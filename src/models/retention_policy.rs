use chrono::{DateTime, Utc};
use serde::{Deserialize, Serialize};

/// Attribute a retention policy is keyed on.
///
/// The meaning of `retention_days` depends on the type:
///
/// | type          | key                       | days mean            |
/// |---------------|---------------------------|----------------------|
/// | `default`     | `global`                  | fallback period      |
/// | `format`      | `csv`, `excel`, ...       | base period          |
/// | `size_class`  | `large`                   | ceiling for large files |
/// | `role`        | role name (e.g. `admin`)  | bonus added          |
/// | `popularity`  | `popular`                 | bonus added          |
#[derive(Debug, Clone, Copy, PartialEq, Eq, Hash, Serialize, Deserialize)]
#[serde(rename_all = "snake_case")]
pub enum PolicyType {
    Default,
    Format,
    SizeClass,
    Role,
    Popularity,
}

impl std::fmt::Display for PolicyType {
    fn fmt(&self, f: &mut std::fmt::Formatter<'_>) -> std::fmt::Result {
        match self {
            PolicyType::Default => write!(f, "default"),
            PolicyType::Format => write!(f, "format"),
            PolicyType::SizeClass => write!(f, "size_class"),
            PolicyType::Role => write!(f, "role"),
            PolicyType::Popularity => write!(f, "popularity"),
        }
    }
}

impl std::str::FromStr for PolicyType {
    type Err = String;

    fn from_str(s: &str) -> Result<Self, Self::Err> {
        match s {
            "default" => Ok(PolicyType::Default),
            "format" => Ok(PolicyType::Format),
            "size_class" => Ok(PolicyType::SizeClass),
            "role" => Ok(PolicyType::Role),
            "popularity" => Ok(PolicyType::Popularity),
            _ => Err(format!("Invalid policy type: {}", s)),
        }
    }
}

/// Well-known policy keys.
pub mod policy_keys {
    pub const GLOBAL: &str = "global";
    pub const LARGE: &str = "large";
    pub const POPULAR: &str = "popular";
}

/// Admin-configured retention rule, keyed by (policy_type, policy_key).
#[derive(Debug, Clone, PartialEq, Serialize)]
pub struct RetentionPolicy {
    pub policy_type: PolicyType,
    pub policy_key: String,
    /// Stored signed so malformed rows can be detected and skipped
    pub retention_days: i64,
    pub is_active: bool,
    pub description: Option<String>,
    pub updated_at: DateTime<Utc>,
}

/// Input for creating or replacing a retention policy
#[derive(Debug, Clone, Deserialize)]
pub struct UpsertRetentionPolicy {
    pub retention_days: i64,
    #[serde(default)]
    pub description: Option<String>,
}
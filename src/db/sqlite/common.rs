use sqlx::SqliteConnection;
use uuid::Uuid;

use crate::{
    db::error::{DbError, DbResult},
    models::{AuditEntry, NewAuditEntry},
};

/// Parse a UUID string from the database, returning a DbError on failure
pub fn parse_uuid(s: &str) -> DbResult<Uuid> {
    Uuid::parse_str(s).map_err(|e| DbError::Internal(format!("Invalid UUID in database: {}", e)))
}

/// Parse an enum column through its `FromStr` impl.
pub fn parse_column<T>(s: &str) -> DbResult<T>
where
    T: std::str::FromStr<Err = String>,
{
    s.parse().map_err(DbError::Internal)
}

/// SQLite integers are signed; reject values that do not fit.
pub fn to_db_int(value: u64, column: &str) -> DbResult<i64> {
    i64::try_from(value)
        .map_err(|_| DbError::Validation(format!("{} out of range: {}", column, value)))
}

pub fn from_db_int(value: i64, column: &str) -> DbResult<u64> {
    u64::try_from(value)
        .map_err(|_| DbError::Internal(format!("Negative {} in database: {}", column, value)))
}

/// Insert an audit entry on an open connection, usually inside the
/// transaction of the mutation it describes.
pub async fn insert_audit_entry(
    conn: &mut SqliteConnection,
    entry: NewAuditEntry,
) -> DbResult<AuditEntry> {
    let id = Uuid::new_v4();
    let file_size = entry
        .file_size
        .map(|s| to_db_int(s, "file_size"))
        .transpose()?;

    let result = sqlx::query(
        r#"
        INSERT INTO audit_entries (
            id, export_id, action, old_status, new_status,
            retention_days, file_size, reason, timestamp
        )
        VALUES (?, ?, ?, ?, ?, ?, ?, ?, ?)
        "#,
    )
    .bind(id.to_string())
    .bind(&entry.export_id)
    .bind(entry.action.to_string())
    .bind(entry.old_status.map(|s| s.as_str()))
    .bind(entry.new_status.map(|s| s.as_str()))
    .bind(entry.retention_days.map(i64::from))
    .bind(file_size)
    .bind(&entry.reason)
    .bind(entry.timestamp)
    .execute(&mut *conn)
    .await
    .map_err(DbError::AuditWrite)?;

    Ok(AuditEntry {
        seq: result.last_insert_rowid(),
        id,
        export_id: entry.export_id,
        action: entry.action,
        old_status: entry.old_status,
        new_status: entry.new_status,
        retention_days: entry.retention_days,
        file_size: entry.file_size,
        reason: entry.reason,
        timestamp: entry.timestamp,
    })
}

PROBLEM TO WORK ON:
List all lines from the entries that include the word "enum".

REPLY TO THE EXERCISE:
pub enum PolicyType {
/// Parse an enum column through its `FromStr` impl.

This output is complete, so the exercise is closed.